---------- AVAILABLE DATA ----------
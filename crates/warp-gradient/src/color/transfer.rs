//! sRGB transfer function (IEC 61966-2-1)
//!
//! The piecewise gamma curve is evaluated directly in f64. The gradient
//! output is quantized to 8 bits per channel, and the quantization contract
//! allows at most 1 LSB of deviation, which rules out table approximations.

/// Convert a gamma-encoded sRGB value (0.0..=1.0) to linear light.
#[inline]
pub(crate) fn srgb_to_linear(v: f64) -> f64 {
    if v <= 0.04045 {
        v / 12.92
    } else {
        ((v + 0.055) / 1.055).powf(2.4)
    }
}

/// Convert a linear light value (0.0..=1.0) to gamma-encoded sRGB.
#[inline]
pub(crate) fn linear_to_srgb(v: f64) -> f64 {
    if v <= 0.0031308 {
        12.92 * v
    } else {
        1.055 * v.powf(1.0 / 2.4) - 0.055
    }
}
----------
_ABOUT THIS TASK_.
For every line above that has "value" in it, copy the line.

_SOLUTION FOR THIS PROBLEM_.
/// Convert a gamma-encoded sRGB value (0.0..=1.0) to linear light.
/// Convert a linear light value (0.0..=1.0) to gamma-encoded sRGB.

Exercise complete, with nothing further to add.